*** Records for the exercise ***

//! Key descriptors for the on-screen keyboard.

use serde::{Deserialize, Serialize};

/// Key codes understood by the downstream keyboard sink.
///
/// Values follow the libretro `RETROK_*` numbering. Letters and digits use
/// their lowercase ASCII values.
pub mod codes {
    pub const BACKSPACE: u32 = 8;
    pub const TAB: u32 = 9;
    pub const RETURN: u32 = 13;
    pub const ESCAPE: u32 = 27;
    pub const SPACE: u32 = 32;
    pub const QUOTE: u32 = 39;
    pub const COMMA: u32 = 44;
    pub const MINUS: u32 = 45;
    pub const PERIOD: u32 = 46;
    pub const SLASH: u32 = 47;
    pub const SEMICOLON: u32 = 59;
    pub const EQUALS: u32 = 61;
    pub const LEFTBRACKET: u32 = 91;
    pub const BACKSLASH: u32 = 92;
    pub const RIGHTBRACKET: u32 = 93;
    pub const BACKQUOTE: u32 = 96;
    pub const DELETE: u32 = 127;

    pub const UP: u32 = 273;
    pub const DOWN: u32 = 274;
    pub const RIGHT: u32 = 275;
    pub const LEFT: u32 = 276;
    pub const INSERT: u32 = 277;
    pub const HOME: u32 = 278;
    pub const END: u32 = 279;
    pub const PAGEUP: u32 = 280;
    pub const PAGEDOWN: u32 = 281;

    /// F1; F2..F12 follow consecutively.
    pub const F1: u32 = 282;

    pub const RSHIFT: u32 = 303;
    pub const LSHIFT: u32 = 304;
    pub const RCTRL: u32 = 305;
    pub const LCTRL: u32 = 306;
    pub const RALT: u32 = 307;
    pub const LALT: u32 = 308;

    /// Switches the layout between the primary and alternate keysets.
    /// Never forwarded to the keyboard sink.
    pub const TOGGLE_KEYSET: u32 = 9000;

    /// Code for a letter or digit character.
    pub const fn ascii(c: char) -> u32 {
        c.to_ascii_lowercase() as u32
    }

    /// Code for function key `F{n}`. Only `F1` through `F12` exist.
    pub const fn function(n: u32) -> Option<u32> {
        match n {
            1..=12 => Some(F1 + n - 1),
            _ => None,
        }
    }
}

/// Sentinel code for the "toggle alternate keyset" control.
pub const TOGGLE_KEYSET_CODE: u32 = codes::TOGGLE_KEYSET;

/// Relative width of a key in its row.
#[derive(Debug, Clone, Copy, PartialEq, Eq, Default, Serialize, Deserialize)]
#[serde(rename_all = "snake_case")]
pub enum KeySize {
    #[default]
    Standard,
    Wide,
    Wider,
}

/// What kind of control a [`KeyCoded`] describes.
#[derive(Debug, Clone, Copy, PartialEq)]
pub enum KeyKind {
    /// Discrete key that produces press/release events
    Key,
    /// Layout-only gap, never interactive
    Spacer,
    /// Continuous value control spanning `min..=max`
    Slider { min: f32, max: f32 },
}

/// Immutable description of one on-screen key.
#[derive(Debug, Clone, PartialEq)]
pub struct KeyCoded {
    label: String,
    icon: Option<String>,
    code: u32,
    size: KeySize,
    is_modifier: bool,
    kind: KeyKind,
}

impl KeyCoded {
    /// Ordinary key.
    pub fn new(label: impl Into<String>, code: u32) -> Self {
        Self {
            label: label.into(),
            icon: None,
            code,
            size: KeySize::Standard,
            is_modifier: false,
            kind: KeyKind::Key,
        }
    }

    /// Latched modifier key (shift/ctrl/alt).
    pub fn modifier(label: impl Into<String>, code: u32) -> Self {
        Self {
            is_modifier: true,
            size: KeySize::Wide,
            ..Self::new(label, code)
        }
    }

    /// Non-interactive layout gap.
    pub fn spacer(size: KeySize) -> Self {
        Self {
            size,
            kind: KeyKind::Spacer,
            ..Self::new("", 0)
        }
    }

    pub fn slider(label: impl Into<String>, min: f32, max: f32) -> Self {
        Self {
            size: KeySize::Wider,
            kind: KeyKind::Slider { min, max },
            ..Self::new(label, 0)
        }
    }

    pub fn with_icon(mut self, icon: impl Into<String>) -> Self {
        self.icon = Some(icon.into());
        self
    }

    pub fn with_size(mut self, size: KeySize) -> Self {
        self.size = size;
        self
    }

    pub fn label(&self) -> &str {
        &self.label
    }

    pub fn icon(&self) -> Option<&str> {
        self.icon.as_deref()
    }

    pub fn code(&self) -> u32 {
        self.code
    }

    pub fn size(&self) -> KeySize {
        self.size
    }

    pub fn is_modifier(&self) -> bool {
        self.is_modifier
    }

    pub fn kind(&self) -> KeyKind {
        self.kind
    }

    /// Whether pressing this key can produce key events at all.
    pub fn is_interactive(&self) -> bool {
        matches!(self.kind, KeyKind::Key)
    }

    pub fn is_keyset_toggle(&self) -> bool {
        self.is_interactive() && self.code == TOGGLE_KEYSET_CODE
    }
}
//! On-screen keyboard input routing.
//!
//! [`KeyboardSurface`] is what the platform talks to: it owns the key-list
//! model and a [`KeyboardModifierRouter`] for as long as the keyboard is on
//! screen, intercepts the keyset toggle, and drops spacers and sliders before
//! anything reaches the router.

mod router;

pub use router::KeyboardModifierRouter;

use log::{debug, info};

use super::keys::{KeyCoded, KeyKind};
use super::layout::KeyboardLayout;
use super::modifiers::ModifierMask;
use super::sink::KeyboardSink;
use crate::config::KeyboardConfig;

/// Runtime settings for the keyboard surface.
#[derive(Debug, Clone, Default)]
pub struct KeyboardSettings {
    pub show_on_start: bool,
    pub start_with_alternate: bool,
}

impl From<&KeyboardConfig> for KeyboardSettings {
    fn from(cfg: &KeyboardConfig) -> Self {
        Self {
            show_on_start: cfg.show_on_start,
            start_with_alternate: cfg.start_with_alternate,
        }
    }
}

/// What a press or release turned into.
///
/// Lets the UI refresh highlights and swap keysets without keeping state of
/// its own.
#[derive(Debug, Clone, Copy, PartialEq, Eq)]
pub enum KeyDispatch {
    KeyDown,
    KeyUp,
    ModifierToggled { enabled: bool },
    KeysetToggled { alternate: bool },
    Ignored,
}

pub struct KeyboardSurface<K> {
    layout: KeyboardLayout,
    router: KeyboardModifierRouter<K>,
    settings: KeyboardSettings,
    visible: bool,
}

impl<K: KeyboardSink> KeyboardSurface<K> {
    pub fn new(sink: K, layout: KeyboardLayout, settings: KeyboardSettings) -> Self {
        let mut surface = Self {
            layout,
            router: KeyboardModifierRouter::new(sink),
            settings,
            visible: false,
        };
        if surface.settings.show_on_start {
            surface.show();
        }
        surface
    }

    pub fn layout(&self) -> &KeyboardLayout {
        &self.layout
    }

    pub fn router(&self) -> &KeyboardModifierRouter<K> {
        &self.router
    }

    pub fn modifiers(&self) -> ModifierMask {
        self.router.modifiers()
    }

    pub fn is_modifier_enabled(&self, key: &KeyCoded) -> bool {
        self.router.is_modifier_enabled(key)
    }

    pub fn is_visible(&self) -> bool {
        self.visible
    }

    pub fn show(&mut self) {
        if self.visible {
            return;
        }
        self.visible = true;
        self.layout.set_alternate(self.settings.start_with_alternate);
        info!("Keyboard shown");
    }

    /// Hides the keyboard, dropping every latched modifier.
    pub fn hide(&mut self) {
        if !self.visible {
            return;
        }
        self.visible = false;
        self.router.reset();
        self.layout.set_alternate(false);
        info!("Keyboard hidden");
    }

    pub fn press(&mut self, key: &KeyCoded) -> KeyDispatch {
        if !self.accepts(key) {
            return KeyDispatch::Ignored;
        }
        if key.is_keyset_toggle() {
            let alternate = self.layout.toggle_alternate();
            debug!("Keyset toggled, alternate={}", alternate);
            return KeyDispatch::KeysetToggled { alternate };
        }

        self.router.key_pressed(key);
        if key.is_modifier() {
            KeyDispatch::ModifierToggled {
                enabled: self.router.is_modifier_enabled(key),
            }
        } else {
            KeyDispatch::KeyDown
        }
    }

    pub fn release(&mut self, key: &KeyCoded) -> KeyDispatch {
        if !self.accepts(key) || key.is_keyset_toggle() || key.is_modifier() {
            return KeyDispatch::Ignored;
        }
        self.router.key_released(key);
        KeyDispatch::KeyUp
    }

    /// Presses the layout key with the given code.
    pub fn press_code(&mut self, code: u32) -> Option<KeyDispatch> {
        let key = self.layout.find(code)?.clone();
        Some(self.press(&key))
    }

    pub fn release_code(&mut self, code: u32) -> Option<KeyDispatch> {
        let key = self.layout.find(code)?.clone();
        Some(self.release(&key))
    }

    fn accepts(&self, key: &KeyCoded) -> bool {
        if !self.visible {
            debug!("Keyboard hidden, ignoring key {}", key.label());
            return false;
        }
        matches!(key.kind(), KeyKind::Key)
    }
}
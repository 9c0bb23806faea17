use std::path::PathBuf;

use anyhow::{Context, Result};
use clap::{ArgAction, Parser};

use emutouch::Config;
use emutouch::replay::{self, Script};

#[derive(Parser, Debug)]
#[command(name = "emutouch")]
#[command(
    version = concat!(env!("CARGO_PKG_VERSION"), " (", env!("EMUTOUCH_GIT_HASH"), ")"),
    about = "Touch-to-mouse and on-screen keyboard input classifier"
)]
struct Cli {
    /// Replay a TOML input script and print what the sinks receive
    #[arg(long, short = 'r', value_name = "FILE")]
    replay: Option<PathBuf>,

    /// Print the replay transcript as JSON lines
    #[arg(long, action = ArgAction::SetTrue, requires = "replay")]
    json: bool,

    /// Use this config file instead of ~/.config/emutouch/config.toml
    #[arg(long, short = 'c', value_name = "FILE")]
    config: Option<PathBuf>,

    /// Print the effective configuration as TOML
    #[arg(long, action = ArgAction::SetTrue)]
    print_config: bool,
}

fn main() -> Result<()> {
    env_logger::init();

    let cli = Cli::parse();

    let config = match &cli.config {
        Some(path) => Config::load_from(path)?,
        None => Config::load()?,
    };

    if cli.print_config {
        print!("{}", config.to_toml()?);
        return Ok(());
    }

    let Some(script_path) = cli.replay else {
        println!("emutouch: touch-to-mouse and on-screen keyboard input classifier");
        println!();
        println!("Usage:");
        println!("  emutouch --replay script.toml          Replay an input script");
        println!("  emutouch --replay script.toml --json   Same, as JSON lines");
        println!("  emutouch --print-config                Show effective configuration");
        println!("  emutouch --help                        Show help");
        return Ok(());
    };

    let script = Script::load(&script_path)?;
    log::info!(
        "Replaying {} steps from {}",
        script.steps.len(),
        script_path.display()
    );

    let transcript = replay::run(&script, &config)
        .with_context(|| format!("Replay of {} failed", script_path.display()))?;

    for entry in &transcript {
        if cli.json {
            println!("{}", serde_json::to_string(entry)?);
        } else {
            println!("{:>6}ms  {}", entry.at_ms, entry.event);
        }
    }

    log::info!("Replay finished with {} sink events", transcript.len());
    Ok(())
}
use super::*;
use crate::input::sink::{RecordingSink, SinkEvent};

fn ms(n: u64) -> Duration {
    Duration::from_millis(n)
}

fn create_classifier() -> (GestureClassifier<RecordingSink>, RecordingSink, Instant) {
    let recorder = RecordingSink::new();
    let classifier = GestureClassifier::new(recorder.clone(), GestureSettings::default())
        .with_haptics(Box::new(recorder.clone()));
    (classifier, recorder, Instant::now())
}

fn touch(id: u64, x: f64, y: f64) -> TouchSample {
    TouchSample::new(id, x, y)
}

const FLUSH: SinkEvent = SinkEvent::MouseMove { dx: 0.0, dy: 0.0 };

fn click(left: bool, pressed: bool) -> SinkEvent {
    SinkEvent::MouseClick { left, pressed }
}

#[test]
fn third_concurrent_touch_is_ignored() {
    let (mut classifier, _, t0) = create_classifier();

    classifier.touches_began(&[touch(1, 10.0, 10.0), touch(2, 50.0, 50.0)], t0);
    classifier.touches_began(&[touch(3, 90.0, 90.0)], t0);

    assert_eq!(classifier.tracked_touches(), 2);
    assert_eq!(classifier.primary().map(|t| t.id), Some(TouchId(1)));
    assert_eq!(classifier.secondary().map(|t| t.id), Some(TouchId(2)));
    assert_eq!(classifier.primary().map(|t| t.hold_state), Some(HoldState::Waiting));
    assert_eq!(classifier.secondary().map(|t| t.hold_state), Some(HoldState::NotHeld));
}

#[test]
fn ignored_touch_cannot_drive_the_mouse() {
    let (mut classifier, recorder, t0) = create_classifier();

    classifier.touches_began(&[touch(1, 10.0, 10.0), touch(2, 50.0, 50.0)], t0);
    classifier.touches_began(&[touch(3, 90.0, 90.0)], t0);
    classifier.touches_moved(&[touch(3, 200.0, 200.0)]);
    classifier.touches_ended(&[touch(3, 200.0, 200.0).with_taps(1)], t0 + ms(50));

    assert_eq!(recorder.events(), vec![FLUSH]);
    assert_eq!(classifier.tracked_touches(), 2);
}

#[test]
fn stationary_touch_becomes_hold_exactly_once() {
    let (mut classifier, recorder, t0) = create_classifier();

    classifier.touches_began(&[touch(1, 100.0, 100.0)], t0);
    classifier.poll(t0 + ms(999));
    assert!(recorder.events().is_empty());

    classifier.poll(t0 + ms(1000));
    assert_eq!(recorder.take(), vec![click(true, true), SinkEvent::Haptic]);
    assert_eq!(classifier.primary().map(|t| t.hold_state), Some(HoldState::Held));

    classifier.poll(t0 + ms(10_000));
    assert!(recorder.events().is_empty());
    assert_eq!(classifier.next_deadline(), None);

    classifier.touches_ended(&[touch(1, 100.0, 100.0)], t0 + ms(10_500));
    assert_eq!(recorder.take(), vec![click(true, false), FLUSH]);
    assert_eq!(classifier.tracked_touches(), 0);
}

#[test]
fn held_touch_drags_with_relative_motion() {
    let (mut classifier, recorder, t0) = create_classifier();

    classifier.touches_began(&[touch(1, 100.0, 100.0)], t0);
    classifier.poll(t0 + ms(1000));
    recorder.take();

    classifier.touches_moved(&[touch(1, 130.0, 90.0)]);
    classifier.touches_moved(&[touch(1, 160.0, 90.0)]);
    assert_eq!(
        recorder.take(),
        vec![
            SinkEvent::MouseMove { dx: 30.0, dy: -10.0 },
            SinkEvent::MouseMove { dx: 30.0, dy: 0.0 },
        ]
    );
    // Still held; moving does not drop the button.
    assert_eq!(classifier.primary().map(|t| t.hold_state), Some(HoldState::Held));
}

#[test]
fn moving_past_threshold_abandons_pending_hold() {
    let (mut classifier, recorder, t0) = create_classifier();

    classifier.touches_began(&[touch(1, 100.0, 100.0)], t0);
    classifier.touches_moved(&[touch(1, 125.0, 100.0)]);
    assert_eq!(classifier.primary().map(|t| t.hold_state), Some(HoldState::NotHeld));

    classifier.poll(t0 + ms(5000));
    assert_eq!(recorder.clicks(), vec![]);
    assert_eq!(
        recorder.events(),
        vec![SinkEvent::MouseMove { dx: 25.0, dy: 0.0 }]
    );
}

#[test]
fn threshold_is_measured_from_origin() {
    let (mut classifier, recorder, t0) = create_classifier();

    classifier.touches_began(&[touch(1, 100.0, 100.0)], t0);
    // Each step is small but together they drift 24 units from the origin.
    for step in 1..=4 {
        let offset = 6.0 * f64::from(step);
        classifier.touches_moved(&[touch(1, 100.0 + offset, 100.0)]);
    }
    assert_eq!(classifier.primary().map(|t| t.hold_state), Some(HoldState::NotHeld));

    classifier.poll(t0 + ms(2000));
    assert!(recorder.clicks().is_empty());
}

#[test]
fn small_jitter_keeps_hold_pending() {
    let (mut classifier, recorder, t0) = create_classifier();

    classifier.touches_began(&[touch(1, 100.0, 100.0)], t0);
    // Exactly on the threshold is not past it.
    classifier.touches_moved(&[touch(1, 112.0, 116.0)]);
    classifier.touches_moved(&[touch(1, 105.0, 103.0)]);
    assert_eq!(classifier.primary().map(|t| t.hold_state), Some(HoldState::Waiting));

    classifier.poll(t0 + ms(1000));
    assert_eq!(recorder.clicks(), vec![(true, true)]);
}

#[test]
fn diagonal_move_counts_toward_threshold() {
    let (mut classifier, _, t0) = create_classifier();

    classifier.touches_began(&[touch(1, 0.0, 0.0)], t0);
    // A product-based distance would read zero here.
    classifier.touches_moved(&[touch(1, 21.0, 0.0)]);
    assert_eq!(classifier.primary().map(|t| t.hold_state), Some(HoldState::NotHeld));
}

#[test]
fn multi_tap_produces_one_pulse_per_tap() {
    let (mut classifier, recorder, t0) = create_classifier();

    classifier.touches_began(&[touch(1, 100.0, 100.0)], t0);
    classifier.touches_ended(&[touch(1, 100.0, 100.0).with_taps(3)], t0 + ms(80));
    assert_eq!(
        recorder.take(),
        vec![click(true, true), click(true, true), click(true, true), FLUSH]
    );

    classifier.poll(t0 + ms(179));
    assert!(recorder.events().is_empty());

    classifier.poll(t0 + ms(180));
    assert_eq!(
        recorder.take(),
        vec![click(true, false), click(true, false), click(true, false)]
    );
    // The hold timer was cancelled by the lift.
    classifier.poll(t0 + ms(5000));
    assert!(recorder.events().is_empty());
}

#[test]
fn releases_follow_presses_in_enqueue_order() {
    let (mut classifier, recorder, t0) = create_classifier();

    classifier.touches_began(&[touch(1, 10.0, 10.0)], t0);
    classifier.touches_ended(&[touch(1, 10.0, 10.0).with_taps(1)], t0);
    classifier.touches_began(&[touch(2, 10.0, 10.0), touch(3, 40.0, 10.0)], t0 + ms(50));
    classifier.touches_ended(
        &[touch(2, 10.0, 10.0).with_taps(1), touch(3, 40.0, 10.0).with_taps(1)],
        t0 + ms(50),
    );
    recorder.take();

    classifier.poll(t0 + ms(100));
    assert_eq!(recorder.take(), vec![click(true, false)]);
    classifier.poll(t0 + ms(150));
    assert_eq!(recorder.take(), vec![click(false, false)]);
}

#[test]
fn two_finger_tap_while_hold_pending_is_right_click() {
    let (mut classifier, recorder, t0) = create_classifier();

    classifier.touches_began(&[touch(1, 100.0, 100.0)], t0);
    classifier.touches_began(&[touch(2, 160.0, 100.0)], t0 + ms(20));
    // Platform reports the primary first; the secondary still wins.
    classifier.touches_ended(
        &[touch(1, 100.0, 100.0).with_taps(1), touch(2, 160.0, 100.0).with_taps(1)],
        t0 + ms(120),
    );

    assert_eq!(recorder.take(), vec![click(false, true), FLUSH]);
    assert_eq!(classifier.tracked_touches(), 0);

    classifier.poll(t0 + ms(220));
    assert_eq!(recorder.take(), vec![click(false, false)]);

    classifier.poll(t0 + ms(5000));
    assert!(recorder.events().is_empty());
}

#[test]
fn two_finger_tap_while_held_ends_drag_then_right_clicks() {
    let (mut classifier, recorder, t0) = create_classifier();

    classifier.touches_began(&[touch(1, 100.0, 100.0)], t0);
    classifier.poll(t0 + ms(1000));
    recorder.take();

    classifier.touches_began(&[touch(2, 160.0, 100.0)], t0 + ms(1100));
    classifier.touches_ended(&[touch(2, 160.0, 100.0).with_taps(1)], t0 + ms(1150));
    assert_eq!(
        recorder.take(),
        vec![click(true, false), click(false, true), FLUSH]
    );

    // The consumed primary lifts later without further clicks.
    classifier.touches_ended(&[touch(1, 100.0, 100.0).with_taps(1)], t0 + ms(1200));
    assert_eq!(recorder.take(), vec![FLUSH]);

    classifier.poll(t0 + ms(1250));
    assert_eq!(recorder.take(), vec![click(false, false)]);
}

#[test]
fn secondary_drag_without_tap_is_not_a_right_click() {
    let (mut classifier, recorder, t0) = create_classifier();

    classifier.touches_began(&[touch(1, 100.0, 100.0)], t0);
    classifier.touches_began(&[touch(2, 160.0, 100.0)], t0);
    classifier.touches_moved(&[touch(2, 260.0, 100.0)]);
    classifier.touches_ended(&[touch(2, 260.0, 100.0)], t0 + ms(300));

    assert!(recorder.clicks().is_empty());
    assert_eq!(classifier.secondary(), None);
    assert_eq!(classifier.primary().map(|t| t.hold_state), Some(HoldState::Waiting));
}

#[test]
fn incomplete_tap_only_flushes_motion() {
    let (mut classifier, recorder, t0) = create_classifier();

    classifier.touches_began(&[touch(1, 100.0, 100.0)], t0);
    classifier.touches_ended(&[touch(1, 100.0, 100.0)], t0 + ms(400));
    classifier.poll(t0 + ms(5000));

    assert_eq!(recorder.events(), vec![FLUSH]);
}

#[test]
fn cancel_releases_held_button_without_clicking() {
    let (mut classifier, recorder, t0) = create_classifier();

    classifier.touches_began(&[touch(1, 100.0, 100.0), touch(2, 150.0, 100.0)], t0);
    classifier.poll(t0 + ms(1000));
    recorder.take();

    classifier.touches_cancelled(&[touch(1, 100.0, 100.0)]);
    assert_eq!(recorder.take(), vec![click(true, false)]);
    assert_eq!(classifier.tracked_touches(), 0);

    classifier.touches_ended(&[touch(2, 150.0, 100.0).with_taps(1)], t0 + ms(1100));
    assert!(recorder.clicks().is_empty());
}

#[test]
fn cancel_of_unknown_touch_is_ignored() {
    let (mut classifier, _, t0) = create_classifier();

    classifier.touches_began(&[touch(1, 100.0, 100.0)], t0);
    classifier.touches_cancelled(&[touch(7, 0.0, 0.0)]);
    assert_eq!(classifier.tracked_touches(), 1);
}

#[test]
fn disabled_classifier_forwards_pointer_only() {
    let (mut classifier, recorder, t0) = create_classifier();
    classifier.set_enabled(false);

    classifier.touches_began(&[touch(1, 100.0, 100.0)], t0);
    classifier.touches_ended(&[touch(1, 100.0, 100.0).with_taps(1)], t0);
    classifier.poll(t0 + ms(2000));
    assert!(recorder.events().is_empty());

    classifier.pointer_moved(Point::new(12.0, 34.0));
    classifier.pointer_button(ClickKind::Right, true);
    classifier.pointer_button(ClickKind::Right, false);
    assert_eq!(
        recorder.take(),
        vec![
            SinkEvent::PointerMove { x: 12.0, y: 34.0 },
            click(false, true),
            click(false, false),
        ]
    );

    classifier.set_enabled(true);
    classifier.pointer_button(ClickKind::Left, true);
    assert!(recorder.events().is_empty());
}

#[test]
fn disabling_mid_drag_releases_button() {
    let (mut classifier, recorder, t0) = create_classifier();

    classifier.touches_began(&[touch(1, 100.0, 100.0)], t0);
    classifier.poll(t0 + ms(1000));
    recorder.take();

    classifier.set_enabled(false);
    assert_eq!(recorder.take(), vec![click(true, false)]);
    assert_eq!(classifier.tracked_touches(), 0);
}

#[test]
fn haptics_can_be_turned_off() {
    let recorder = RecordingSink::new();
    let settings = GestureSettings {
        haptic_feedback: false,
        mouse_hold_interval: ms(1500),
        ..GestureSettings::default()
    };
    let mut classifier =
        GestureClassifier::new(recorder.clone(), settings).with_haptics(Box::new(recorder.clone()));
    let t0 = Instant::now();

    classifier.touches_began(&[touch(1, 0.0, 0.0)], t0);
    classifier.poll(t0 + ms(1000));
    assert!(recorder.events().is_empty());
    classifier.poll(t0 + ms(1500));
    assert_eq!(recorder.events(), vec![click(true, true)]);
}

#[test]
fn nan_threshold_falls_back_to_default() {
    let recorder = RecordingSink::new();
    let settings = GestureSettings {
        position_change_threshold: f64::NAN,
        ..GestureSettings::default()
    };
    let mut classifier = GestureClassifier::new(recorder.clone(), settings);
    let t0 = Instant::now();

    assert_eq!(
        classifier.settings().position_change_threshold,
        DEFAULT_POSITION_CHANGE_THRESHOLD
    );

    classifier.touches_began(&[touch(1, 0.0, 0.0)], t0);
    classifier.touches_moved(&[touch(1, 300.0, 0.0)]);
    assert_eq!(classifier.primary().map(|t| t.hold_state), Some(HoldState::NotHeld));

    // The abandoned hold must not engage later.
    classifier.poll(t0 + ms(2000));
    assert_eq!(recorder.events(), vec![SinkEvent::MouseMove { dx: 300.0, dy: 0.0 }]);
}

#[test]
fn oversized_settings_are_clamped() {
    let recorder = RecordingSink::new();
    let settings = GestureSettings {
        position_change_threshold: 1e9,
        mouse_hold_interval: Duration::MAX,
        ..GestureSettings::default()
    };
    let mut classifier = GestureClassifier::new(recorder.clone(), settings);
    let t0 = Instant::now();

    assert_eq!(classifier.settings().position_change_threshold, 200.0);
    assert_eq!(classifier.settings().mouse_hold_interval, ms(5000));

    classifier.touches_began(&[touch(1, 0.0, 0.0)], t0);
    assert_eq!(classifier.next_deadline(), Some(t0 + ms(5000)));
    classifier.poll(t0 + ms(5000));
    assert_eq!(recorder.events(), vec![click(true, true)]);
}

#[test]
fn tiny_hold_interval_is_raised_to_minimum() {
    let settings = GestureSettings {
        position_change_threshold: -5.0,
        mouse_hold_interval: Duration::ZERO,
        ..GestureSettings::default()
    }
    .sanitized();

    assert_eq!(settings.position_change_threshold, 1.0);
    assert_eq!(settings.mouse_hold_interval, ms(100));
}
//! One-shot timers driven by explicitly supplied time.
//!
//! The classifiers never read the clock. Callers pass `now` into every entry
//! point and ask [`TimerQueue::pop_due`] for whatever has expired, which keeps
//! the state machines deterministic under test and lets the same code run on a
//! platform main loop or inside the tokio input service.

use std::time::Instant;

/// Identity of a scheduled timer.
///
/// Ids are never reused within a queue, so cancelling with an id whose timer
/// already fired cannot hit a newer timer.
#[derive(Debug, Clone, Copy, PartialEq, Eq, Hash, PartialOrd, Ord)]
pub struct TimerId(u64);

#[derive(Debug)]
struct Entry<T> {
    id: TimerId,
    deadline: Instant,
    payload: T,
}

#[derive(Debug)]
pub struct TimerQueue<T> {
    next_id: u64,
    entries: Vec<Entry<T>>,
}

impl<T> Default for TimerQueue<T> {
    fn default() -> Self {
        Self::new()
    }
}

impl<T> TimerQueue<T> {
    pub fn new() -> Self {
        Self {
            next_id: 0,
            entries: Vec::new(),
        }
    }

    /// Schedules `payload` to fire at `deadline`.
    pub fn schedule(&mut self, deadline: Instant, payload: T) -> TimerId {
        let id = TimerId(self.next_id);
        self.next_id += 1;
        self.entries.push(Entry {
            id,
            deadline,
            payload,
        });
        id
    }

    /// Cancels a pending timer. Returns `false` if it already fired or was
    /// cancelled before.
    pub fn cancel(&mut self, id: TimerId) -> bool {
        match self.entries.iter().position(|entry| entry.id == id) {
            Some(index) => {
                self.entries.remove(index);
                true
            }
            None => false,
        }
    }

    pub fn is_pending(&self, id: TimerId) -> bool {
        self.entries.iter().any(|entry| entry.id == id)
    }

    /// Earliest deadline among pending timers.
    pub fn next_deadline(&self) -> Option<Instant> {
        self.entries.iter().map(|entry| entry.deadline).min()
    }

    /// Removes and returns the earliest timer due at or before `now`.
    ///
    /// Timers sharing a deadline come out in scheduling order. Returning one
    /// at a time lets a handler schedule or cancel timers between firings.
    pub fn pop_due(&mut self, now: Instant) -> Option<(TimerId, T)> {
        let index = self
            .entries
            .iter()
            .enumerate()
            .filter(|(_, entry)| entry.deadline <= now)
            .min_by_key(|(_, entry)| (entry.deadline, entry.id))
            .map(|(index, _)| index)?;
        let entry = self.entries.remove(index);
        Some((entry.id, entry.payload))
    }

    pub fn len(&self) -> usize {
        self.entries.len()
    }

    pub fn is_empty(&self) -> bool {
        self.entries.is_empty()
    }

    pub fn clear(&mut self) {
        self.entries.clear();
    }
}
use std::path::Path;
use std::process::Command;

fn main() {
    let hash = Command::new("git")
        .args(["rev-parse", "--short", "HEAD"])
        .output()
        .ok()
        .filter(|output| output.status.success())
        .map(|output| String::from_utf8_lossy(&output.stdout).trim().to_string())
        .filter(|s| !s.is_empty())
        .unwrap_or_else(|| "unknown".into());

    println!("cargo:rustc-env=EMUTOUCH_GIT_HASH={hash}");

    let head = Path::new(".git").join("HEAD");
    if head.exists() {
        println!("cargo:rerun-if-changed={}", head.display());
    }
}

*** End of Records for the exercise ***

Requirement:
Nothing but an exact copy of the lines from the first one above through the line holding "pub const RSHIFT: u32 = 303;" should be returned.

Exercise answer:
//! Key descriptors for the on-screen keyboard.

use serde::{Deserialize, Serialize};

/// Key codes understood by the downstream keyboard sink.
///
/// Values follow the libretro `RETROK_*` numbering. Letters and digits use
/// their lowercase ASCII values.
pub mod codes {
    pub const BACKSPACE: u32 = 8;
    pub const TAB: u32 = 9;
    pub const RETURN: u32 = 13;
    pub const ESCAPE: u32 = 27;
    pub const SPACE: u32 = 32;
    pub const QUOTE: u32 = 39;
    pub const COMMA: u32 = 44;
    pub const MINUS: u32 = 45;
    pub const PERIOD: u32 = 46;
    pub const SLASH: u32 = 47;
    pub const SEMICOLON: u32 = 59;
    pub const EQUALS: u32 = 61;
    pub const LEFTBRACKET: u32 = 91;
    pub const BACKSLASH: u32 = 92;
    pub const RIGHTBRACKET: u32 = 93;
    pub const BACKQUOTE: u32 = 96;
    pub const DELETE: u32 = 127;

    pub const UP: u32 = 273;
    pub const DOWN: u32 = 274;
    pub const RIGHT: u32 = 275;
    pub const LEFT: u32 = 276;
    pub const INSERT: u32 = 277;
    pub const HOME: u32 = 278;
    pub const END: u32 = 279;
    pub const PAGEUP: u32 = 280;
    pub const PAGEDOWN: u32 = 281;

    /// F1; F2..F12 follow consecutively.
    pub const F1: u32 = 282;

    pub const RSHIFT: u32 = 303;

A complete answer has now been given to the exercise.